- Theatrical release poster
- Directed by: Albert Zugsmith
- Written by: Albert Zugsmith; Graham Lee Mahin;
- Produced by: Robert Caramico
- Edited by: Herman Freedman
- Production company: Famous Players Corp.
- Release date: 1966;
- Running time: 99 mins
- Country: United States
- Language: English

= Movie Star, American Style or; LSD, I Hate You =

Movie Star, American Style or; LSD, I Hate You is a 1966 American comedy film directed by Albert Zugsmith and starring Robert Strauss and Del Moore. It was written by Zugsmith and Graham Lee Mahin. Harry M. Benshoff called the film "a sex farce about the current excesses of Hollywood starlets."

== Plot ==
Mentally unbalanced psychiatrist Dr. Horatio is looking after movie star and Marilyn Monroe look-alike Honey Bunny after her latest suicide attempt. While she is undergoing his LSD-assisted therapy, producer Joe Horner tries to get her back to work.

==Cast==

- Robert Strauss as Joe Horner
- Del Moore as Dr. Horatio
- T. C. Jones as Skippy Roper
- Steve Drexel as Dr. Oscar Roscoe
- Paula Lane as Honey Bunny
- Steve Rogers as Barry James
- Richard Clair as David Erickson
- Jill Darling as Miranda Song
- Cara Garnett as movie queen
- Sandra Lynn as Countess Marie Duvarre

==Reception==
Variety wrote: "Occasionally sophisticated and also relying on some inside gags that would register only in Hollywood, the Albert Zugsmith film is basically an okay slapstick satire on contemporary sex symbols and psychiatry heightened by optical and musical gimmicks ...Pic makes no lavish production pretense, and there are none. The LSD scene, while no great social commentary, is, in its own way, sufficiently offbeat to give an audience pause. This is because no one likes to appear the fool, but, to a turned-off person, another who is turned on is just that."
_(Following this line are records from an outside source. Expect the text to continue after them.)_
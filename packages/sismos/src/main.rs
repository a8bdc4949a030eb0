// Entry point for one scheduled ETL run.

use anyhow::{Context, Result};
use tracing_subscriber::{layer::SubscriberExt, util::SubscriberInitExt};

use sismos::{handler, Config, HttpFetcher, SqliteStore};

#[tokio::main]
async fn main() -> Result<()> {
    // Initialize logging
    tracing_subscriber::registry()
        .with(
            tracing_subscriber::EnvFilter::try_from_default_env()
                .unwrap_or_else(|_| "info,sqlx=warn".into()),
        )
        .with(tracing_subscriber::fmt::layer())
        .init();

    dotenvy::dotenv().ok();

    let config = Config::from_env().context("Failed to load configuration")?;
    tracing::info!(table = %config.table_name, "Starting IGP snapshot run");

    let store = SqliteStore::new(&config.database_url, &config.table_name)
        .await
        .context("Failed to open snapshot store")?;
    let fetcher = HttpFetcher::for_report_page().context("Failed to build HTTP client")?;

    let outcome = handler::run(&fetcher, &store).await;
    println!("{}", serde_json::to_string_pretty(&outcome)?);

    // Non-success exits non-zero so the scheduling layer can alert/retry.
    if !outcome.is_success() {
        std::process::exit(1);
    }
    Ok(())
}
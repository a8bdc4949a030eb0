//! Environment-derived configuration.
//!
//! Kept as an explicit value handed to the wiring code rather than read
//! from globals inside the pipeline.

use anyhow::{bail, Result};

/// Default destination table when `TABLE_NAME` is unset.
pub const DEFAULT_TABLE_NAME: &str = "TablaSismosIGP";

/// Default SQLite location when `DATABASE_URL` is unset.
pub const DEFAULT_DATABASE_URL: &str = "sqlite:sismos.db?mode=rwc";

#[derive(Debug, Clone)]
pub struct Config {
    /// Destination table for the snapshot.
    pub table_name: String,

    /// SQLite connection URL.
    pub database_url: String,
}

impl Config {
    /// Load configuration from the environment, applying defaults.
    pub fn from_env() -> Result<Self> {
        let table_name =
            std::env::var("TABLE_NAME").unwrap_or_else(|_| DEFAULT_TABLE_NAME.to_string());
        let database_url =
            std::env::var("DATABASE_URL").unwrap_or_else(|_| DEFAULT_DATABASE_URL.to_string());

        // The table name is interpolated into SQL; restrict it to a bare
        // identifier.
        if !is_bare_identifier(&table_name) {
            bail!("TABLE_NAME must be a bare SQL identifier, got {table_name:?}");
        }

        Ok(Self {
            table_name,
            database_url,
        })
    }
}

fn is_bare_identifier(name: &str) -> bool {
    let mut chars = name.chars();
    match chars.next() {
        Some(c) if c.is_ascii_alphabetic() || c == '_' => {}
        _ => return false,
    }
    chars.all(|c| c.is_ascii_alphanumeric() || c == '_')
}

#[cfg(test)]
mod tests {
    use super::*;

    #[test]
    fn test_bare_identifier() {
        assert!(is_bare_identifier("TablaSismosIGP"));
        assert!(is_bare_identifier("_snapshot_v2"));
        assert!(!is_bare_identifier("2fast"));
        assert!(!is_bare_identifier("sismos; DROP TABLE x"));
        assert!(!is_bare_identifier(""));
    }
}
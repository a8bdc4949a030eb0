//! Durable snapshot storage.
//!
//! The storage layer sits behind one trait so the purge-then-load replace
//! strategy can be swapped (compare-and-swap, double-buffered table)
//! without touching the handler.

mod memory;
mod sqlite;

pub use memory::{FailPhase, MemoryStore};
pub use sqlite::SqliteStore;

use async_trait::async_trait;

use crate::error::StoreResult;
use crate::types::SeismicRecord;

/// Items handled per batched write, matching the original batch-writer
/// granularity.
pub const WRITE_BATCH_SIZE: usize = 25;

/// Counts reported by a completed replace.
#[derive(Debug, Clone, Copy, PartialEq, Eq)]
pub struct ReplaceSummary {
    /// Items removed during the purge phase.
    pub purged: usize,
    /// Items written during the load phase.
    pub loaded: usize,
}

/// Replace-all semantics over the durable table.
///
/// `replace_all` is purge-then-load and deliberately not transactional:
/// a reader between the phases sees an empty table, and a failure during
/// the load phase leaves the snapshot lost or partial, with no rollback.
/// The seam exists so a safer strategy can be substituted later.
#[async_trait]
pub trait SnapshotStore: Send + Sync {
    /// Delete every stored item, then insert the given records.
    async fn replace_all(&self, records: &[SeismicRecord]) -> StoreResult<ReplaceSummary>;

    /// Read back the full snapshot, in no particular order.
    async fn fetch_all(&self) -> StoreResult<Vec<SeismicRecord>>;
}
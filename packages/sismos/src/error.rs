//! Typed errors for the snapshot ETL.
//!
//! Uses `thiserror` for library errors (not `anyhow`) to provide
//! strongly-typed, composable error handling. Each pipeline stage has its
//! own error type; [`EtlError`] combines them for callers that want one.

use thiserror::Error;

/// Boxed source error, used where the underlying cause can vary by backend.
pub type BoxError = Box<dyn std::error::Error + Send + Sync>;

/// Errors that can occur while fetching the report page.
#[derive(Debug, Error)]
pub enum FetchError {
    /// Transport-level failure (DNS, connect, timeout, body read).
    #[error("HTTP request failed: {0}")]
    Request(#[from] reqwest::Error),

    /// The server answered with a non-success status.
    #[error("HTTP {status} from {url}")]
    Status { url: String, status: u16 },
}

/// The page markup no longer contains a recognizable seismic table.
///
/// Raised when no `<table>` in the document matches the marker-text
/// heuristic, which means the upstream page structure changed.
#[derive(Debug, Error)]
#[error("seismic table not found, page structure changed")]
pub struct TableNotFoundError;

/// Errors from the durable snapshot store.
///
/// The variant names the replace phase that failed. A `Purge` or `Load`
/// failure can leave the store empty or partially loaded; there is no
/// rollback (see `SnapshotStore` docs).
#[derive(Debug, Error)]
pub enum StoreError {
    /// Reading the set of existing keys failed.
    #[error("snapshot scan failed: {0}")]
    Scan(#[source] BoxError),

    /// Deleting existing items failed.
    #[error("snapshot purge failed: {0}")]
    Purge(#[source] BoxError),

    /// Inserting new items failed.
    #[error("snapshot load failed: {0}")]
    Load(#[source] BoxError),

    /// The store could not be opened or migrated.
    #[error("store setup failed: {0}")]
    Setup(#[source] BoxError),
}

/// Umbrella error for a whole run.
#[derive(Debug, Error)]
pub enum EtlError {
    #[error("fetch failed: {0}")]
    Fetch(#[from] FetchError),

    #[error(transparent)]
    TableNotFound(#[from] TableNotFoundError),

    #[error("store failed: {0}")]
    Store(#[from] StoreError),
}

/// Result type alias for store operations.
pub type StoreResult<T> = std::result::Result<T, StoreError>;
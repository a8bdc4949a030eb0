//! Domain types: extracted records and the run outcome payload.

use serde::{Deserialize, Serialize};
use uuid::Uuid;

/// One row of the reported-earthquakes table.
///
/// All four data fields are free text exactly as published; nothing is
/// parsed into numbers or timestamps. The serde names match the attribute
/// names used by the durable store and the response payload.
#[derive(Debug, Clone, PartialEq, Eq, Serialize, Deserialize)]
pub struct SeismicRecord {
    /// Store key, generated fresh on every extraction. Not derived from
    /// content: two runs over the same page produce disjoint id sets.
    pub id: Uuid,

    /// Report/bulletin identifier as published (first column).
    #[serde(rename = "reporte_origen")]
    pub origin_report: String,

    /// Epicenter reference description (second column).
    #[serde(rename = "ubicacion")]
    pub location: String,

    /// Local date/time as published, unparsed (third column).
    #[serde(rename = "fecha_local")]
    pub local_datetime: String,

    /// Magnitude as published, unparsed (fourth column).
    #[serde(rename = "magnitud")]
    pub magnitude: String,
}

impl SeismicRecord {
    /// Build a record from the four column values, assigning a fresh id.
    pub fn new(
        origin_report: impl Into<String>,
        location: impl Into<String>,
        local_datetime: impl Into<String>,
        magnitude: impl Into<String>,
    ) -> Self {
        Self {
            id: Uuid::new_v4(),
            origin_report: origin_report.into(),
            location: location.into(),
            local_datetime: local_datetime.into(),
            magnitude: magnitude.into(),
        }
    }
}

/// Final status of one ETL run.
#[derive(Debug, Serialize)]
pub struct RunOutcome {
    #[serde(rename = "statusCode")]
    pub status_code: u16,
    pub body: ResponseBody,
}

impl RunOutcome {
    pub fn is_success(&self) -> bool {
        self.status_code == 200
    }
}

/// Response body: an error description, or the success payload.
#[derive(Debug, Serialize)]
#[serde(untagged)]
pub enum ResponseBody {
    Error(String),
    Success(SuccessBody),
}

/// Success payload: message, record count and the records themselves.
#[derive(Debug, Serialize)]
pub struct SuccessBody {
    pub message: String,
    pub cantidad: usize,
    pub data: Vec<SeismicRecord>,
}
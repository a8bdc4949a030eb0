//! SQLite-backed snapshot store.

use async_trait::async_trait;
use sqlx::sqlite::{SqlitePool, SqlitePoolOptions};
use sqlx::{FromRow, QueryBuilder, Sqlite};
use tracing::debug;
use uuid::Uuid;

use crate::error::{StoreError, StoreResult};
use crate::store::{ReplaceSummary, SnapshotStore, WRITE_BATCH_SIZE};
use crate::types::SeismicRecord;

/// Snapshot store over a SQLite table keyed by record id.
///
/// The table name comes from configuration and must already be validated
/// as a bare identifier (see `Config::from_env`), since it is interpolated
/// into the SQL text.
pub struct SqliteStore {
    pool: SqlitePool,
    table: String,
}

#[derive(FromRow)]
struct RecordRow {
    id: String,
    fecha_local: String,
    ubicacion: String,
    magnitud: String,
    reporte_origen: String,
}

impl SqliteStore {
    /// Open (or create) the database and ensure the snapshot table exists.
    pub async fn new(database_url: &str, table_name: &str) -> StoreResult<Self> {
        let pool = SqlitePoolOptions::new()
            .max_connections(5)
            .connect(database_url)
            .await
            .map_err(|e| StoreError::Setup(Box::new(e)))?;
        Self::with_pool(pool, table_name).await
    }

    /// In-memory database for tests. Pinned to one connection: with more,
    /// each pooled connection would see its own empty database.
    pub async fn in_memory(table_name: &str) -> StoreResult<Self> {
        let pool = SqlitePoolOptions::new()
            .max_connections(1)
            .connect("sqlite::memory:")
            .await
            .map_err(|e| StoreError::Setup(Box::new(e)))?;
        Self::with_pool(pool, table_name).await
    }

    async fn with_pool(pool: SqlitePool, table_name: &str) -> StoreResult<Self> {
        let store = Self {
            pool,
            table: table_name.to_string(),
        };
        store.run_migrations().await?;
        Ok(store)
    }

    async fn run_migrations(&self) -> StoreResult<()> {
        sqlx::query(&format!(
            r#"
            CREATE TABLE IF NOT EXISTS {} (
                id TEXT PRIMARY KEY,
                fecha_local TEXT NOT NULL,
                ubicacion TEXT NOT NULL,
                magnitud TEXT NOT NULL,
                reporte_origen TEXT NOT NULL
            )
            "#,
            self.table
        ))
        .execute(&self.pool)
        .await
        .map_err(|e| StoreError::Setup(Box::new(e)))?;
        Ok(())
    }
}

#[async_trait]
impl SnapshotStore for SqliteStore {
    async fn replace_all(&self, records: &[SeismicRecord]) -> StoreResult<ReplaceSummary> {
        // Phase A: scan existing keys, then delete in batches. A single
        // unpaginated scan is acceptable only because the table stays small.
        let ids: Vec<String> = sqlx::query_scalar(&format!("SELECT id FROM {}", self.table))
            .fetch_all(&self.pool)
            .await
            .map_err(|e| StoreError::Scan(Box::new(e)))?;

        for chunk in ids.chunks(WRITE_BATCH_SIZE) {
            let mut query = QueryBuilder::<Sqlite>::new(format!(
                "DELETE FROM {} WHERE id IN (",
                self.table
            ));
            let mut separated = query.separated(", ");
            for id in chunk {
                separated.push_bind(id);
            }
            query.push(")");
            query
                .build()
                .execute(&self.pool)
                .await
                .map_err(|e| StoreError::Purge(Box::new(e)))?;
        }

        // Phase B: batched multi-row inserts. No rollback of phase A if
        // this fails.
        for chunk in records.chunks(WRITE_BATCH_SIZE) {
            let mut query = QueryBuilder::<Sqlite>::new(format!(
                "INSERT INTO {} (id, fecha_local, ubicacion, magnitud, reporte_origen) ",
                self.table
            ));
            query.push_values(chunk, |mut row, record| {
                row.push_bind(record.id.to_string())
                    .push_bind(&record.local_datetime)
                    .push_bind(&record.location)
                    .push_bind(&record.magnitude)
                    .push_bind(&record.origin_report);
            });
            query
                .build()
                .execute(&self.pool)
                .await
                .map_err(|e| StoreError::Load(Box::new(e)))?;
        }

        let summary = ReplaceSummary {
            purged: ids.len(),
            loaded: records.len(),
        };
        debug!(
            table = %self.table,
            purged = summary.purged,
            loaded = summary.loaded,
            "snapshot replaced"
        );
        Ok(summary)
    }

    async fn fetch_all(&self) -> StoreResult<Vec<SeismicRecord>> {
        let rows = sqlx::query_as::<_, RecordRow>(&format!(
            "SELECT id, fecha_local, ubicacion, magnitud, reporte_origen FROM {}",
            self.table
        ))
        .fetch_all(&self.pool)
        .await
        .map_err(|e| StoreError::Scan(Box::new(e)))?;

        rows.into_iter()
            .map(|row| {
                let id = Uuid::parse_str(&row.id).map_err(|e| StoreError::Scan(Box::new(e)))?;
                Ok(SeismicRecord {
                    id,
                    origin_report: row.reporte_origen,
                    location: row.ubicacion,
                    local_datetime: row.fecha_local,
                    magnitude: row.magnitud,
                })
            })
            .collect()
    }
}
Boxoffice wrote: "This Albert Zugsmith-Famous Players effort, teaming some of the readily recognizable comedy talents on the Hollywood scene, among them Robert Strauss, plus some lithesome lovelies, should find admirably paced acceptance in the larger, more cosmopolitan centers. ... Gratifyingly, the film is played for laugh effects and doesn't attempt any significant soul-searching. Zugsmith has directed with wryly winning touches, stressing at all times constant movement within the sphere and scope of frenetic 'show biz'."